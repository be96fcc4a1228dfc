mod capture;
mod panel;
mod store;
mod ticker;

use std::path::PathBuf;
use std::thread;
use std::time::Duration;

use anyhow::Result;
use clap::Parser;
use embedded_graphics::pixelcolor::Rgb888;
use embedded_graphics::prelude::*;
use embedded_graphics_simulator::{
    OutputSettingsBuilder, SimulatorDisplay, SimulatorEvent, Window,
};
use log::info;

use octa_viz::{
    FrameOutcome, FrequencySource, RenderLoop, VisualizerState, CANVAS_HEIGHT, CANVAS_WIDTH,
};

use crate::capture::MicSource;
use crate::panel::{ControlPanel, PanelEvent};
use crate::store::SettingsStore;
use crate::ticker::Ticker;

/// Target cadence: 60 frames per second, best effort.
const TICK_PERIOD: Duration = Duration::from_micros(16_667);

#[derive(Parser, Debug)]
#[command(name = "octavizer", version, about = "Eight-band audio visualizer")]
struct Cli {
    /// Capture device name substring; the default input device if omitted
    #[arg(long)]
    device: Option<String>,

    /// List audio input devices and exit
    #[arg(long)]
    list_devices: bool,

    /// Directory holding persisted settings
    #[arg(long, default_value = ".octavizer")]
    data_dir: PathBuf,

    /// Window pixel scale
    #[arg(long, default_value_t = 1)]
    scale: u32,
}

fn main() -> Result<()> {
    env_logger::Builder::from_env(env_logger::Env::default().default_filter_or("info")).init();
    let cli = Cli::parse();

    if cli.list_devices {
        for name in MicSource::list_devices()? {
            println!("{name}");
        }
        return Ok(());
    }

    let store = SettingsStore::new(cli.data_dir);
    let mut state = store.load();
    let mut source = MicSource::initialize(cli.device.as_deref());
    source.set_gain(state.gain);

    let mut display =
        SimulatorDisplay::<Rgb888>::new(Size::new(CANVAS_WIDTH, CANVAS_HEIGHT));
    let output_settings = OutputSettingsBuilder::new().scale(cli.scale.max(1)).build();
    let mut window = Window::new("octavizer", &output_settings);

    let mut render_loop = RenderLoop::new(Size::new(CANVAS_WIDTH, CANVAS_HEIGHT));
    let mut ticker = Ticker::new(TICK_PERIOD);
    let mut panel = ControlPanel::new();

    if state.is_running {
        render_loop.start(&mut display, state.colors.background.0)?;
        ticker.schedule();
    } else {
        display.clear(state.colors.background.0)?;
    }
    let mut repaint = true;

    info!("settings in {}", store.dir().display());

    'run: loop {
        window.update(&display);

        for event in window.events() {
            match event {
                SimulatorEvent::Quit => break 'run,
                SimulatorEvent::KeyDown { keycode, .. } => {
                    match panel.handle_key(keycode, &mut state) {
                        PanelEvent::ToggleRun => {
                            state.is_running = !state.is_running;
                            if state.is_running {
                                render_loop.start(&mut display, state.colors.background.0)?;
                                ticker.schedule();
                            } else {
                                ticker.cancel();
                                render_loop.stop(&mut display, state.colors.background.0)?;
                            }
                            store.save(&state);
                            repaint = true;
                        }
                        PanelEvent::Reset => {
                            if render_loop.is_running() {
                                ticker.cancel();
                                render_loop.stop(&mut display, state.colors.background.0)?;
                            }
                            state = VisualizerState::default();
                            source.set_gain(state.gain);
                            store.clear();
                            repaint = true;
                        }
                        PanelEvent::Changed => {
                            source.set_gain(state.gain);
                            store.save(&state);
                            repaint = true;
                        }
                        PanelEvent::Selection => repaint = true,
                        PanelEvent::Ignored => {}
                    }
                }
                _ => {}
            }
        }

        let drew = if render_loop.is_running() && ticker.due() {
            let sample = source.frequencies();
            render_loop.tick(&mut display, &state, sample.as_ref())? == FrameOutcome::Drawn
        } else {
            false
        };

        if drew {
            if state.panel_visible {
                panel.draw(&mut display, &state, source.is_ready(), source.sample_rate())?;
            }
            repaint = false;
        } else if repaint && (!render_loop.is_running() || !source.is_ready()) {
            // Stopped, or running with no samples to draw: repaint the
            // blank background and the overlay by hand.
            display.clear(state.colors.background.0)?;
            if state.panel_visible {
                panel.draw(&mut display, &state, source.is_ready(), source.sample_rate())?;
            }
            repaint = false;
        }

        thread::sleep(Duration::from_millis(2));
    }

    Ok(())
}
::::
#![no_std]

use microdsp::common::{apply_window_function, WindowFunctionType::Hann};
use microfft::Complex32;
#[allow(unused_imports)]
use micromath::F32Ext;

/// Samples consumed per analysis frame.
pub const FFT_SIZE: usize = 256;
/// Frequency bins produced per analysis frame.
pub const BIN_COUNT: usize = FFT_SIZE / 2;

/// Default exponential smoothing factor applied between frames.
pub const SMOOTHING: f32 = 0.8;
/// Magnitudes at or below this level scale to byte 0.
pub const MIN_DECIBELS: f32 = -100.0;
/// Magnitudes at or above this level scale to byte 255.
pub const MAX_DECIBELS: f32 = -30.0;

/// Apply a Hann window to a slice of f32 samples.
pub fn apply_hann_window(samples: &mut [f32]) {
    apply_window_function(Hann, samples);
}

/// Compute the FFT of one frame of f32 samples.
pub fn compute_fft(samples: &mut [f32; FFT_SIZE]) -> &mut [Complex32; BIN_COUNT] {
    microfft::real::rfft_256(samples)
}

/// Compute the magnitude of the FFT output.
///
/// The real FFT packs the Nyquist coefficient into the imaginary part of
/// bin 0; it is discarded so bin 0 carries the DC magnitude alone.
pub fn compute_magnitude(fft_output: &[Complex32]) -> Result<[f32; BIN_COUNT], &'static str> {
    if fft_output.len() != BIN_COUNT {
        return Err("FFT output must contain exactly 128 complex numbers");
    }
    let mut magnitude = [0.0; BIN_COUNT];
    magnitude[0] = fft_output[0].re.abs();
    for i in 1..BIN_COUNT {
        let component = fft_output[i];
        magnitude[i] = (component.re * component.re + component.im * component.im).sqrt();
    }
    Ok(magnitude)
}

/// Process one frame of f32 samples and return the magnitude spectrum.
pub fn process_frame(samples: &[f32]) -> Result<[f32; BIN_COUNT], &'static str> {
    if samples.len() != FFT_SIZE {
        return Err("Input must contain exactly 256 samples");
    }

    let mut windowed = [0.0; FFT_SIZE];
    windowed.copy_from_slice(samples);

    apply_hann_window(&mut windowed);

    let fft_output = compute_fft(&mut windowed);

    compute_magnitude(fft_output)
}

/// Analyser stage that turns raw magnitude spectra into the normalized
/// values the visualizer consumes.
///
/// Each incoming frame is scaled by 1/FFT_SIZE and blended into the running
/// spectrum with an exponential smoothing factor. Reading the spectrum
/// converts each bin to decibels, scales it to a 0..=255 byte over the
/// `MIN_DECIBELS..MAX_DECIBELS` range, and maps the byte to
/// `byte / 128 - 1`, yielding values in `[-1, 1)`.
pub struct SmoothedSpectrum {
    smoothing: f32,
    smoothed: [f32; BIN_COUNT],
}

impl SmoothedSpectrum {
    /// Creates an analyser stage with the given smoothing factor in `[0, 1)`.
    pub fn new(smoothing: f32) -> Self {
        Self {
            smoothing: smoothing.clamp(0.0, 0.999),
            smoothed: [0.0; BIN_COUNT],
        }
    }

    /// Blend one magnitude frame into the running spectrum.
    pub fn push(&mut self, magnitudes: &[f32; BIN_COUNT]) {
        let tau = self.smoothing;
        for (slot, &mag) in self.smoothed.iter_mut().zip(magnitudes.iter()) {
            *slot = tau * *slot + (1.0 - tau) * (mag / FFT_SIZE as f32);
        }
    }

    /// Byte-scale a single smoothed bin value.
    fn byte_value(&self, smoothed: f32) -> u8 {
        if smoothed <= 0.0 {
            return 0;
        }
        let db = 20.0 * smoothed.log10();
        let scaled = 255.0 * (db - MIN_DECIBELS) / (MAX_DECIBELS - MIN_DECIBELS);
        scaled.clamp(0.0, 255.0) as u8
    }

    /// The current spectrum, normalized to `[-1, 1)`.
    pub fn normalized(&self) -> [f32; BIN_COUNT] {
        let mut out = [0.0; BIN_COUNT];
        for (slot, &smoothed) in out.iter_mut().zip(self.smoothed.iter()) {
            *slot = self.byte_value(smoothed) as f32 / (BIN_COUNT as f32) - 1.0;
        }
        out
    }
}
::::
Problem requirements = Look through the records and copy down every line that holds "normalized".

Problem solution =
/// Analyser stage that turns raw magnitude spectra into the normalized
    /// The current spectrum, normalized to `[-1, 1)`.
    pub fn normalized(&self) -> [f32; BIN_COUNT] {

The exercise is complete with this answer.